What you should do: Using the entries that follow, write out the line containing "filename src/api/mod.rs", the line containing "pub use alphavantage::AlphaVantageClient;", and every line between them, exactly and nothing else.

Extracted entries:

+---+

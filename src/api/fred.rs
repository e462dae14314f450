use crate::error::{Error, Result};
use crate::models::market::{EconomicObservation, EconomicSeries};
use reqwest::Client;
use serde::Deserialize;
use std::time::Duration;

const API_BASE_URL: &str = "https://api.stlouisfed.org/fred";
const SERIES_TIMEOUT: Duration = Duration::from_secs(10);
const OBSERVATION_LIMIT: u32 = 120;

#[derive(Debug, Deserialize)]
struct ObservationsResponse {
    #[serde(default)]
    observations: Vec<RawObservation>,
}

#[derive(Debug, Deserialize)]
struct RawObservation {
    #[serde(default)]
    date: String,
    #[serde(default)]
    value: String,
}

#[derive(Debug, Clone)]
pub struct FredClient {
    client: Client,
    base_url: String,
    api_key: String,
}

impl FredClient {
    pub fn new(api_key: impl Into<String>) -> Self {
        Self::with_base_url(api_key, API_BASE_URL)
    }

    pub fn with_base_url(api_key: impl Into<String>, base_url: impl Into<String>) -> Self {
        Self {
            client: super::http_client(),
            base_url: base_url.into(),
            api_key: api_key.into(),
        }
    }

    /// Recent observations for an economic series, newest first. The
    /// provider marks missing data points with a "." value; those are
    /// dropped.
    pub async fn series_observations(&self, series_id: &str) -> Result<EconomicSeries> {
        let url = format!("{}/series/observations", self.base_url);
        let limit = OBSERVATION_LIMIT.to_string();
        let response = self
            .client
            .get(&url)
            .timeout(SERIES_TIMEOUT)
            .query(&[
                ("series_id", series_id),
                ("api_key", self.api_key.as_str()),
                ("file_type", "json"),
                ("sort_order", "desc"),
                ("limit", limit.as_str()),
            ])
            .send()
            .await?;

        let status = response.status();
        if !status.is_success() {
            return Err(Error::ApiError(format!(
                "Economic series request failed with status: {}",
                status
            )));
        }

        let data: ObservationsResponse = response.json().await?;
        let observations = data
            .observations
            .into_iter()
            .filter_map(|obs| {
                obs.value
                    .trim()
                    .parse::<f64>()
                    .ok()
                    .map(|value| EconomicObservation {
                        date: obs.date,
                        value,
                    })
            })
            .collect();

        Ok(EconomicSeries {
            series_id: series_id.to_string(),
            observations,
        })
    }
}
pub mod ai;
pub mod market;

pub use ai::{AiAnswer, NewsItem, SearchResults, SearchSource, SourceRef};
pub use market::{
    BitcoinSpot, ChartSeries, CryptoRecord, EconomicObservation, EconomicSeries, ForexRecord,
    MarketSnapshot, StockRecord,
};
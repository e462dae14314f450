use chrono::{DateTime, Utc};
use serde::{Deserialize, Serialize};

#[derive(Debug, Clone, Serialize, Deserialize)]
pub struct CryptoRecord {
    pub symbol: String,
    pub name: String,
    pub price: f64,
    /// 24h price change, percent.
    pub price_chg: f64,
    pub volume_24h: f64,
    pub market_cap: f64,
    pub market_cap_rank: Option<u32>,
}

#[derive(Debug, Clone, Serialize, Deserialize)]
pub struct StockRecord {
    pub symbol: String,
    pub price: f64,
    pub change: f64,
    /// Percent change with the provider's trailing `%` stripped.
    pub change_percent: String,
    pub volume: u64,
    pub high: Option<f64>,
    pub low: Option<f64>,
    pub open: Option<f64>,
}

impl StockRecord {
    /// Numeric view of `change_percent`; falls back to 0 on a malformed value.
    pub fn change_percent_value(&self) -> f64 {
        self.change_percent.trim().parse().unwrap_or(0.0)
    }
}

#[derive(Debug, Clone, Serialize, Deserialize)]
pub struct ForexRecord {
    pub pair: String,
    pub price: f64,
    /// Always 0 when sourced from a realtime-rate-only provider.
    pub change: f64,
}

#[derive(Debug, Clone, Serialize, Deserialize)]
pub struct MarketSnapshot {
    pub crypto: Vec<CryptoRecord>,
    pub stocks: Vec<StockRecord>,
    pub forex: Vec<ForexRecord>,
    pub timestamp: DateTime<Utc>,
}

#[derive(Debug, Clone, Serialize, Deserialize)]
pub struct BitcoinSpot {
    pub price: f64,
    pub change_24h: f64,
    pub volume_24h: f64,
    pub market_cap: f64,
}

/// Historical chart series as returned by the chart provider:
/// `[timestamp_ms, value]` pairs.
#[derive(Debug, Clone, Serialize, Deserialize)]
pub struct ChartSeries {
    pub prices: Vec<[f64; 2]>,
    pub market_caps: Vec<[f64; 2]>,
    pub total_volumes: Vec<[f64; 2]>,
    pub coin_id: String,
    pub days: u32,
}

#[derive(Debug, Clone, Serialize, Deserialize)]
pub struct EconomicObservation {
    pub date: String,
    pub value: f64,
}

#[derive(Debug, Clone, Serialize, Deserialize)]
pub struct EconomicSeries {
    pub series_id: String,
    pub observations: Vec<EconomicObservation>,
}
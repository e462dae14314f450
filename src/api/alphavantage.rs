use crate::error::{Error, Result};
use crate::models::market::{ForexRecord, StockRecord};
use reqwest::Client;
use serde::Deserialize;
use std::time::Duration;

const API_BASE_URL: &str = "https://www.alphavantage.co/query";
const QUOTE_TIMEOUT: Duration = Duration::from_secs(10);

#[derive(Debug, Deserialize)]
struct GlobalQuoteResponse {
    #[serde(rename = "Global Quote")]
    global_quote: Option<GlobalQuote>,
}

/// Alpha Vantage ships every numeric field as a string.
#[derive(Debug, Deserialize, Default)]
struct GlobalQuote {
    #[serde(rename = "02. open", default)]
    open: String,
    #[serde(rename = "03. high", default)]
    high: String,
    #[serde(rename = "04. low", default)]
    low: String,
    #[serde(rename = "05. price", default)]
    price: String,
    #[serde(rename = "06. volume", default)]
    volume: String,
    #[serde(rename = "09. change", default)]
    change: String,
    #[serde(rename = "10. change percent", default)]
    change_percent: String,
}

#[derive(Debug, Deserialize)]
struct ExchangeRateResponse {
    #[serde(rename = "Realtime Currency Exchange Rate")]
    exchange_rate: Option<ExchangeRate>,
}

#[derive(Debug, Deserialize, Default)]
struct ExchangeRate {
    #[serde(rename = "5. Exchange Rate", default)]
    rate: String,
}

fn parse_num(raw: &str) -> f64 {
    raw.trim().parse().unwrap_or(0.0)
}

#[derive(Debug, Clone)]
pub struct AlphaVantageClient {
    client: Client,
    base_url: String,
    api_key: String,
}

impl AlphaVantageClient {
    pub fn new(api_key: impl Into<String>) -> Self {
        Self::with_base_url(api_key, API_BASE_URL)
    }

    pub fn with_base_url(api_key: impl Into<String>, base_url: impl Into<String>) -> Self {
        Self {
            client: super::http_client(),
            base_url: base_url.into(),
            api_key: api_key.into(),
        }
    }

    async fn get_json<T: for<'de> Deserialize<'de>>(&self, params: &[(&str, &str)]) -> Result<T> {
        let response = self
            .client
            .get(&self.base_url)
            .timeout(QUOTE_TIMEOUT)
            .query(params)
            .query(&[("apikey", self.api_key.as_str())])
            .send()
            .await?;

        let status = response.status();
        if !status.is_success() {
            return Err(Error::ApiError(format!(
                "Alpha Vantage request failed with status: {}",
                status
            )));
        }
        Ok(response.json().await?)
    }

    /// Single-symbol quote. Returns `None` when the provider has no data for
    /// the symbol (it answers 200 with an empty `Global Quote` object).
    pub async fn global_quote(&self, symbol: &str) -> Result<Option<StockRecord>> {
        let symbol = symbol.to_uppercase();
        let data: GlobalQuoteResponse = self
            .get_json(&[("function", "GLOBAL_QUOTE"), ("symbol", symbol.as_str())])
            .await?;

        let quote = match data.global_quote {
            Some(q) if !q.price.trim().is_empty() => q,
            _ => return Ok(None),
        };

        Ok(Some(StockRecord {
            symbol,
            price: parse_num(&quote.price),
            change: parse_num(&quote.change),
            change_percent: quote.change_percent.trim_end_matches('%').to_string(),
            volume: quote.volume.trim().parse().unwrap_or(0),
            high: Some(parse_num(&quote.high)),
            low: Some(parse_num(&quote.low)),
            open: Some(parse_num(&quote.open)),
        }))
    }

    /// Realtime currency pair rate. The provider has no historical delta, so
    /// `change` is always 0.
    pub async fn exchange_rate(&self, from: &str, to: &str) -> Result<Option<ForexRecord>> {
        let data: ExchangeRateResponse = self
            .get_json(&[
                ("function", "CURRENCY_EXCHANGE_RATE"),
                ("from_currency", from),
                ("to_currency", to),
            ])
            .await?;

        let rate = match data.exchange_rate {
            Some(r) if !r.rate.trim().is_empty() => r,
            _ => return Ok(None),
        };

        Ok(Some(ForexRecord {
            pair: format!("{}/{}", from, to),
            price: parse_num(&rate.rate),
            change: 0.0,
        }))
    }
}
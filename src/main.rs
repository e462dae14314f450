use anyhow::Result;
use clap::Parser;
use log::info;
use std::sync::Arc;

use finance_gateway::api::{
    AlphaVantageClient, CoinGeckoClient, CompletionClient, FredClient, NewsApiClient, SerperClient,
};
use finance_gateway::cli::Cli;
use finance_gateway::config::Config;
use finance_gateway::logging;
use finance_gateway::services::{AiService, MarketService};
use finance_gateway::web::WebServer;

#[tokio::main]
async fn main() -> Result<()> {
    dotenv::dotenv().ok();
    let cli = Cli::parse();
    logging::init(cli.debug);

    info!("Starting finance gateway...");

    let config = match &cli.config {
        Some(path) => Config::load(path).map_err(|e| {
            anyhow::anyhow!("Failed to load configuration from {:?}: {}", path, e)
        })?,
        None => Config::from_env(),
    };
    info!("Configuration loaded.");

    let mut server_config = config.server.clone();
    if let Some(port) = cli.port {
        server_config.port = port;
    }

    let market = Arc::new(MarketService::new(
        CoinGeckoClient::new(config.api.coingecko_api_key.clone()),
        AlphaVantageClient::new(config.api.alpha_vantage_key.clone()),
        FredClient::new(config.api.fred_api_key.clone()),
        &config.cache,
    ));
    let ai = Arc::new(AiService::new(
        market.clone(),
        SerperClient::new(config.api.serper_api_key.clone()),
        CompletionClient::new(config.api.aimlapi_key.clone()),
        NewsApiClient::new(config.api.news_api_key.clone()),
        &config.cache,
    ));
    info!("Services initialized.");

    let server = WebServer::new(market, ai, server_config.allowed_origins.clone());
    server.run(&server_config.host, server_config.port).await?;

    Ok(())
}
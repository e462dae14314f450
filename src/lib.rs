pub mod api;
pub mod cli;
pub mod config;
pub mod error;
pub mod logging;
pub mod models;
pub mod services;
pub mod utils;
pub mod web;

pub use error::{Error, Result};
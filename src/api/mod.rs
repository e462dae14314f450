use reqwest::Client;
use std::collections::hash_map::DefaultHasher;
use std::hash::{Hash, Hasher};
use std::time::Duration;

pub mod aimlapi;
pub mod alphavantage;
pub mod coingecko;
pub mod fred;
pub mod newsapi;
pub mod serper;

pub use aimlapi::CompletionClient;
pub use alphavantage::AlphaVantageClient;
pub use coingecko::CoinGeckoClient;
pub use fred::FredClient;
pub use newsapi::NewsApiClient;
pub use serper::SerperClient;

/// Default connect timeout shared by all upstream clients; per-request read
/// timeouts are set at each call site.
const CONNECT_TIMEOUT: Duration = Duration::from_secs(5);

pub(crate) fn http_client() -> Client {
    Client::builder()
        .connect_timeout(CONNECT_TIMEOUT)
        .build()
        .expect("Failed to create HTTP client")
}

/// Stable process-local hash for deriving cache keys from free text.
/// Collisions are acceptable given the short TTLs and low key cardinality.
pub fn content_key(prefix: &str, text: &str) -> String {
    let mut hasher = DefaultHasher::new();
    text.hash(&mut hasher);
    format!("{}_{:x}", prefix, hasher.finish())
}

#[cfg(test)]
mod tests {
    use super::*;

    #[test]
    fn content_key_is_deterministic_and_prefixed() {
        let a = content_key("search", "bitcoin price");
        let b = content_key("search", "bitcoin price");
        let c = content_key("search", "ethereum price");
        assert_eq!(a, b);
        assert_ne!(a, c);
        assert!(a.starts_with("search_"));
    }
}
//! Free-text query helpers for routing natural-language questions to the
//! relevant data fetchers.

const CRYPTO_TERMS: &[&str] = &["crypto", "bitcoin", "btc", "ethereum", "eth"];
const STOCK_TERMS: &[&str] = &["stock", "stocks", "equity", "apple", "microsoft", "google"];
const BITCOIN_TERMS: &[&str] = &["bitcoin", "btc"];

const FINANCE_TERMS: &[&str] = &[
    "price", "market", "invest", "investment", "trading", "finance", "financial", "forex",
    "currency", "portfolio", "dividend", "earnings", "inflation", "interest", "bond", "fund",
];

/// Common ticker abbreviations expanded to full asset names.
const CRYPTO_ABBREVIATIONS: &[(&str, &str)] = &[
    ("btc", "bitcoin"),
    ("eth", "ethereum"),
    ("sol", "solana"),
    ("xrp", "ripple"),
    ("doge", "dogecoin"),
    ("ada", "cardano"),
];

fn contains_term(query: &str, terms: &[&str]) -> bool {
    let lowered = query.to_lowercase();
    lowered
        .split(|c: char| !c.is_alphanumeric())
        .any(|word| terms.contains(&word))
}

pub fn mentions_crypto(query: &str) -> bool {
    contains_term(query, CRYPTO_TERMS)
}

pub fn mentions_stocks(query: &str) -> bool {
    contains_term(query, STOCK_TERMS)
}

pub fn mentions_bitcoin(query: &str) -> bool {
    contains_term(query, BITCOIN_TERMS)
}

/// Lower-cases, strips punctuation and expands ticker abbreviations so the
/// search upstream sees canonical asset names.
pub fn normalize(query: &str) -> String {
    let lowered = query.to_lowercase();
    let words = lowered
        .split_whitespace()
        .map(|word| {
            let clean: String = word.chars().filter(|c| c.is_alphanumeric()).collect();
            for (abbrev, full) in CRYPTO_ABBREVIATIONS {
                if clean == *abbrev {
                    return full.to_string();
                }
            }
            clean
        })
        .filter(|w| !w.is_empty())
        .collect::<Vec<_>>();
    words.join(" ")
}

pub fn is_finance_related(query: &str) -> bool {
    mentions_crypto(query)
        || mentions_stocks(query)
        || contains_term(query, FINANCE_TERMS)
        || contains_term(&normalize(query), FINANCE_TERMS)
}

#[cfg(test)]
mod tests {
    use super::*;

    #[test]
    fn detects_crypto_and_bitcoin_terms() {
        assert!(mentions_crypto("What is the price of Bitcoin?"));
        assert!(mentions_bitcoin("What is the price of Bitcoin?"));
        assert!(mentions_crypto("is ETH a good buy"));
        assert!(!mentions_bitcoin("tell me about ethereum"));
        assert!(!mentions_crypto("What's the weather?"));
    }

    #[test]
    fn detects_stock_terms_including_company_names() {
        assert!(mentions_stocks("how are tech stocks doing"));
        assert!(mentions_stocks("Apple earnings report"));
        assert!(!mentions_stocks("bitcoin dominance"));
    }

    #[test]
    fn word_boundaries_are_respected() {
        // "stockholm" must not trigger the stock fetcher
        assert!(!mentions_stocks("flights to Stockholm"));
        assert!(!mentions_crypto("add this to my etherpad"));
    }

    #[test]
    fn normalize_expands_abbreviations_and_strips_punctuation() {
        assert_eq!(normalize("BTC price?!"), "bitcoin price");
        assert_eq!(normalize("  Sol vs. ADA "), "solana vs cardano");
    }

    #[test]
    fn finance_relatedness() {
        assert!(is_finance_related("current inflation rate"));
        assert!(is_finance_related("doge price"));
        assert!(!is_finance_related("best pizza in town"));
    }
}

+---+

Task output:
filename src/api/mod.rs
repository e462dae14314f450
use reqwest::Client;
use std::collections::hash_map::DefaultHasher;
use std::hash::{Hash, Hasher};
use std::time::Duration;

pub mod aimlapi;
pub mod alphavantage;
pub mod coingecko;
pub mod fred;
pub mod newsapi;
pub mod serper;

pub use aimlapi::CompletionClient;
pub use alphavantage::AlphaVantageClient;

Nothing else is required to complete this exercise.